* **Try it**
There is one span to output from the data below: the lines starting at the line with "its ownership credential." and ending at the line with "its own cost". Output it exactly, ends included, nothing more.

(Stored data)
//! Canonical signing and webhook verification for the gateway.
//!
//! Both sides compute HMAC-SHA256 over a `key=value&key=value` string with
//! keys in lexicographic order. Canonicalization must be byte-identical
//! between signing and verification; this is the only line of defense
//! against forged webhooks, so no field outside the signed set is trusted.

use hmac::{Hmac, Mac};
use serde_json::{Map, Value};
use sha2::Sha256;
use subtle::ConstantTimeEq;

use crate::error::{msg, AppError, Result};

type HmacSha256 = Hmac<Sha256>;

fn hmac_hex(data: &str, secret: &str) -> Result<String> {
    let mut mac = HmacSha256::new_from_slice(secret.as_bytes())
        .map_err(|_| AppError::Internal(msg::INVALID_CHECKSUM_KEY.into()))?;
    mac.update(data.as_bytes());
    Ok(hex::encode(mac.finalize().into_bytes()))
}

/// Sign the payment-link request fields.
///
/// The signed field set is fixed by the gateway: amount, cancelUrl,
/// description, orderCode, returnUrl, already in lexicographic order.
pub fn sign_payment_request(
    amount: i64,
    cancel_url: &str,
    description: &str,
    order_code: i32,
    return_url: &str,
    secret: &str,
) -> Result<String> {
    let data = format!(
        "amount={}&cancelUrl={}&description={}&orderCode={}&returnUrl={}",
        amount, cancel_url, description, order_code, return_url
    );
    hmac_hex(&data, secret)
}

/// Render a field value the way the gateway does when canonicalizing:
/// null becomes the empty string, strings are used bare, everything else
/// keeps its JSON rendering.
fn render_value(value: &Value) -> String {
    match value {
        Value::Null => String::new(),
        Value::String(s) => s.clone(),
        other => other.to_string(),
    }
}

/// Canonicalize a webhook `data` object: every field, keys sorted.
pub fn canonicalize_webhook_data(data: &Map<String, Value>) -> String {
    let mut keys: Vec<&String> = data.keys().collect();
    keys.sort();
    keys.iter()
        .map(|k| format!("{}={}", k, render_value(&data[k.as_str()])))
        .collect::<Vec<_>>()
        .join("&")
}

/// Verify an inbound webhook's signature over its `data` fields.
///
/// Uses constant-time comparison to prevent timing attacks. The length
/// check is not constant-time, but signature length is not secret (always
/// 64 hex chars for SHA-256).
pub fn verify_webhook_data(
    data: &Map<String, Value>,
    signature: &str,
    secret: &str,
) -> Result<bool> {
    let expected = hmac_hex(&canonicalize_webhook_data(data), secret)?;

    let expected_bytes = expected.as_bytes();
    let provided_bytes = signature.as_bytes();

    if expected_bytes.len() != provided_bytes.len() {
        return Ok(false);
    }

    Ok(expected_bytes.ct_eq(provided_bytes).into())
}
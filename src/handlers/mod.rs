pub mod checkout;
pub mod stores;
pub mod webhook;

pub use checkout::initiate_checkout;
pub use stores::{create_store, get_store};
pub use webhook::handle_payment_webhook;

use axum::{
    routing::{get, post},
    Json, Router,
};
use serde::Serialize;

use crate::db::AppState;

#[derive(Serialize)]
struct HealthResponse {
    status: &'static str,
    version: &'static str,
}

async fn health() -> Json<HealthResponse> {
    Json(HealthResponse {
        status: "ok",
        version: env!("CARGO_PKG_VERSION"),
    })
}

pub fn router() -> Router<AppState> {
    Router::new()
        .route("/health", get(health))
        // Checkout (consumed by the map client)
        .route("/checkout", post(initiate_checkout))
        // Webhook (called by the gateway)
        .route("/webhook/payment", post(handle_payment_webhook))
        // Store registry and entitlement read-side
        .route("/stores", post(create_store))
        .route("/stores/{id}", get(get_store))
}
use uuid::Uuid;

use crate::{
    error::Result,
    state::{Raffle, Ticket},
};

pub use memory::MemoryStore;

pub mod memory;

/// Persistence for raffle records.
pub trait RaffleStore: Send + Sync {
    /// Inserts a new raffle. Fails if the id is already taken.
    fn create(&self, raffle: &Raffle) -> Result<()>;

    fn get(&self, raffle_id: Uuid) -> Result<Option<Raffle>>;

    /// Flips `Open -> Closed` and records `result` in one atomic step, only if the
    /// persisted status is still Open. Returns whether this call made the transition.
    fn try_close(&self, raffle_id: Uuid, result: &str) -> Result<bool>;
}

/// Persistence for tickets.
pub trait TicketStore: Send + Sync {
    /// Inserts or overwrites the ticket keyed by `(raffle_id, owner)`, atomically
    /// conditioned on the parent raffle being Open. Returns whether it wrote.
    fn upsert(&self, ticket: &Ticket) -> Result<bool>;

    /// All tickets of a raffle, in no particular order.
    fn list_by_raffle(&self, raffle_id: Uuid) -> Result<Vec<Ticket>>;
}

pub trait Store: RaffleStore + TicketStore {}

impl<T: RaffleStore + TicketStore> Store for T {}
use uuid::Uuid;

use crate::{
    emit,
    error::{RaffleError, Result},
    ownership::{OwnershipCredential, SecretHash},
    state::Raffle,
    store::Store,
    Context, Event,
};

/// Event emitted when a raffle is created
#[derive(Debug)]
pub struct RaffleCreated {
    /// The id of the created raffle
    pub raffle: Uuid,
    /// Display name of the raffle
    pub name: String,
}

impl Event for RaffleCreated {
    const NAME: &'static str = "RaffleCreated";
}

/// What the creator gets back: the external handle and the ownership artifact.
#[derive(Clone, Debug, PartialEq, Eq)]
pub struct CreatedRaffle {
    pub id: Uuid,
    pub credential: OwnershipCredential,
}

/// Creates a new raffle in the Open state and issues its ownership credential.
///
/// # Arguments
/// * `ctx` - The per-call context holding the store, authority and configuration
/// * `name` - Display name of the raffle (1 to `max_field_len` characters)
/// * `secret` - Password that can always close the raffle (1 to `max_field_len` characters)
///
/// # Security Considerations
/// 1. The secret is stored only as a salted argon2id hash carrying its own cost
/// 2. The credential is bound to the freshly generated id and is only returned
///    once the raffle record has been persisted
///
/// # Implementation Notes
/// - Initializes the raffle in Open state with no result
/// - Generates a random v4 id, so ids never repeat across raffles
/// - Exactly one raffle record is written; a token credential lives client-side,
///   a session credential has to be recorded into the creator's session
pub fn create_raffle<S: Store + ?Sized>(
    ctx: &Context<'_, S>,
    name: &str,
    secret: &str,
) -> Result<CreatedRaffle> {
    // Validate inputs
    if name.is_empty() || secret.is_empty() {
        return Err(RaffleError::MissingNameOrSecret);
    }
    let max = ctx.config.max_field_len;
    if name.chars().count() > max || secret.chars().count() > max {
        return Err(RaffleError::NameOrSecretTooLong);
    }

    let secret = SecretHash::generate(secret, ctx.config.secret_hash_params())?;
    let id = Uuid::new_v4();
    let credential = ctx.authority.issue(id)?;

    ctx.store.create(&Raffle::open(id, name.to_string(), secret))?;

    emit(&RaffleCreated {
        raffle: id,
        name: name.to_string(),
    });

    Ok(CreatedRaffle { id, credential })
}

* **Response to the exercise**
/// Creates a new raffle in the Open state and issues its ownership credential.
///
/// # Arguments
/// * `ctx` - The per-call context holding the store, authority and configuration
/// * `name` - Display name of the raffle (1 to `max_field_len` characters)
/// * `secret` - Password that can always close the raffle (1 to `max_field_len` characters)
///
/// # Security Considerations
/// 1. The secret is stored only as a salted argon2id hash carrying its own cost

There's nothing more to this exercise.